Government Can’t Fix What Society Destroyed

I now see a little, just a little, of what my black friends see. It doesn’t lead me to the liberals’ conclusion, that this complex historical reality can be redressed by throwing government into the empty place in our consciences. Government cannot repair the soul. In fact, it can make things worse, can entrench ugly perceptions and engrain self-destructive habits, while freezing in place a hierarchy that leaves white liberals still at the tippy-top.

It’s past time both sides accepted two inconvenient truths: Yes, there are millions of Americans still alive who grew up under the shadow of Jim Crow. No, that doesn’t call for a massive expansion of paternalistic government programs or racial micromanagement.

The great truth about today’s America is that all decent people, the overwhelming electoral majority, want equality of opportunity in education, good career choices and equal rights for every child in this country. But the long and winding path to justice cannot be a forced march goaded by bureaucrats. Instead it will be trod by virtuous people working with charity and empathy through the free institutions of civil society. Or else it will remain the road not taken.

We have already tried the other way, tried to atone for white privilege through “noblesse oblige,” through big government. And we have seen the outcome: It is Detroit.

As I argued in The Race to Save Our Century, American society cannot be fixed by government tinkering, nor will it spontaneously regenerate if we just pare the government back. It took the Christian churches to shame the segregationists, and only the virtues taught in those churches can conquer poverty and exclusion. Such virtues were once broadly accepted in America, and they made it possible for persecuted Russian Jews, and half-starved Irish Catholics, to rise to the middle class. Those groups didn’t have to face a color bar blocking their upward path. But much more importantly, they weren’t the one group that entered the American cultural mainstream at the very moment — the 1960s — when the cultural river was being poisoned by the gods of animal instinct and instant gratification.
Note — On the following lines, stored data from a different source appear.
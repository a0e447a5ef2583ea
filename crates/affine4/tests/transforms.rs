//! Cross-module behavior of the transform pipeline: algebraic laws,
//! composition order, tuple kind preservation, and serialization.

use affine4::{Matrix4, MatrixError, Point2, Point3, Tuple, Vector2, Vector3};

const EPS: f32 = 1e-5;

/// An invertible matrix mixing all three operation kinds
fn sample_transform() -> Matrix4 {
    let mut m = Matrix4::new();
    m.translate(1.0, 2.0, 3.0)
        .rotate(30.0, 0.0, 0.0, 1.0)
        .scale(2.0, 3.0, 4.0);
    m
}

#[test]
fn identity_law() {
    let m = sample_transform();
    let id = Matrix4::identity();

    assert!((&m * &id).approx_eq(&m, EPS));
    assert!((&id * &m).approx_eq(&m, EPS));
}

#[test]
fn inverse_law_both_sides() {
    let m = sample_transform();
    let inv = m.inverse().unwrap();

    assert!((&m * &inv).is_identity());
    assert!((&inv * &m).is_identity());
}

#[test]
fn transpose_involution() {
    let m = sample_transform();
    assert_eq!(m.transpose().transpose().as_array(), m.as_array());
}

#[test]
fn pinned_single_operation_results() {
    assert_eq!(
        Matrix4::translation(1.0, 2.0, 3.0).transform(0.0, 0.0, 0.0),
        (1.0, 2.0, 3.0)
    );
    assert_eq!(
        Matrix4::scaling(2.0, 3.0, 4.0).transform(1.0, 1.0, 1.0),
        (2.0, 3.0, 4.0)
    );

    let (x, y, z) = Matrix4::rotation(90.0, 0.0, 0.0, 1.0).transform(1.0, 0.0, 0.0);
    assert!(x.abs() < EPS);
    assert!((y - 1.0).abs() < EPS);
    assert!(z.abs() < EPS);
}

#[test]
fn right_multiply_order() {
    // translate, then scale: the scale applies to the already-translated
    // point, so the origin lands at (2, 0, 0)
    let mut m = Matrix4::new();
    m.translate(1.0, 0.0, 0.0).scale(2.0, 2.0, 2.0);
    assert_eq!(m.transform(0.0, 0.0, 0.0), (2.0, 0.0, 0.0));

    // The operator form composes identically
    let composed = Matrix4::translation(1.0, 0.0, 0.0) * Matrix4::scaling(2.0, 2.0, 2.0);
    assert_eq!(composed.transform(0.0, 0.0, 0.0), (2.0, 0.0, 0.0));
}

#[test]
fn derived_views_do_not_mutate() {
    let m = sample_transform();
    let before = m.as_array();

    let _ = m.clone();
    let _ = m.inverse().unwrap();
    let _ = m.transpose();
    let _ = &m * &Matrix4::scaling(5.0, 5.0, 5.0);
    let _ = m.transform(1.0, 2.0, 3.0);

    assert_eq!(m.as_array(), before);
}

#[test]
fn mutators_chain_and_mutate() {
    let mut m = Matrix4::new();
    let before = m.as_array();

    m.translate(1.0, 0.0, 0.0)
        .rotate(45.0, 0.0, 0.0, 1.0)
        .scale(2.0, 2.0, 2.0);
    assert_ne!(m.as_array(), before);

    let mut n = sample_transform();
    let chained = n.invert().unwrap().translate(1.0, 1.0, 1.0);
    let expected = {
        let mut e = sample_transform().inverse().unwrap();
        e.translate(1.0, 1.0, 1.0);
        e
    };
    assert_eq!(chained.as_array(), expected.as_array());
}

#[test]
fn tuple_kinds_are_preserved() {
    let m = sample_transform();

    let kinds = [
        Tuple::Point2(Point2::new(1.0, 2.0)),
        Tuple::Vector2(Vector2::new(1.0, 2.0)),
        Tuple::Point3(Point3::new(1.0, 2.0, 3.0)),
        Tuple::Vector3(Vector3::new(1.0, 2.0, 3.0)),
    ];

    for value in kinds {
        let out = m.transform_tuple(&value);
        assert_eq!(
            std::mem::discriminant(&out),
            std::mem::discriminant(&value)
        );
        assert_eq!(out.component_count(), value.component_count());
    }
}

#[test]
fn tuple_transform_matches_raw_transform() {
    let m = sample_transform();

    let (x, y, z) = m.transform(1.0, 2.0, 3.0);
    assert_eq!(
        m.transform_tuple(&Tuple::Point3(Point3::new(1.0, 2.0, 3.0))),
        Tuple::Point3(Point3::new(x, y, z))
    );

    // 2D kinds are lifted to z = 0
    let (x, y, _) = m.transform(1.0, 2.0, 0.0);
    assert_eq!(
        m.transform_tuple(&Tuple::Point2(Point2::new(1.0, 2.0))),
        Tuple::Point2(Point2::new(x, y))
    );
}

#[test]
fn component_slices_are_arity_checked() {
    let m = Matrix4::translation(1.0, 0.0, 0.0);

    assert_eq!(m.transform_components(&[1.0, 1.0]).unwrap(), vec![2.0, 1.0]);
    assert_eq!(
        m.transform_components(&[1.0, 1.0, 1.0]).unwrap(),
        vec![2.0, 1.0, 1.0]
    );
    assert_eq!(
        m.transform_components(&[1.0, 1.0, 1.0, 1.0]).unwrap_err(),
        MatrixError::UnsupportedComponents(4)
    );
}

#[test]
fn singular_matrix_reports_error() {
    let flat = Matrix4::scaling(2.0, 0.0, 2.0);
    assert_eq!(flat.inverse().unwrap_err(), MatrixError::Singular);

    let mut m = flat.clone();
    let before = m.as_array();
    assert!(m.invert().is_err());
    assert_eq!(m.as_array(), before);
}

#[test]
fn serde_round_trip() {
    let m = sample_transform();
    let json = serde_json::to_string(&m).unwrap();
    let back: Matrix4 = serde_json::from_str(&json).unwrap();
    assert_eq!(back.as_array(), m.as_array());

    let t = Tuple::Vector3(Vector3::new(1.0, -2.5, 3.0));
    let json = serde_json::to_string(&t).unwrap();
    let back: Tuple = serde_json::from_str(&json).unwrap();
    assert_eq!(back, t);

    let p = Point2::new(0.5, -0.5);
    let json = serde_json::to_string(&p).unwrap();
    let back: Point2 = serde_json::from_str(&json).unwrap();
    assert_eq!(back, p);
}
Americans of every background now swim in that same polluted river. We need to work together to clean it up, to place freedom, faith and family at the center of a common agenda of national recovery. And just as the churches led the marches on Selma and Washington, D.C. a half a century ago, the churches can make the difference today — if we come together.

That won’t be easy, much less instantly gratifying. We should get clear on that from the outset, lest failing to count the cost, we quit along the way. There is only one place that such a meeting can occur: under the cross.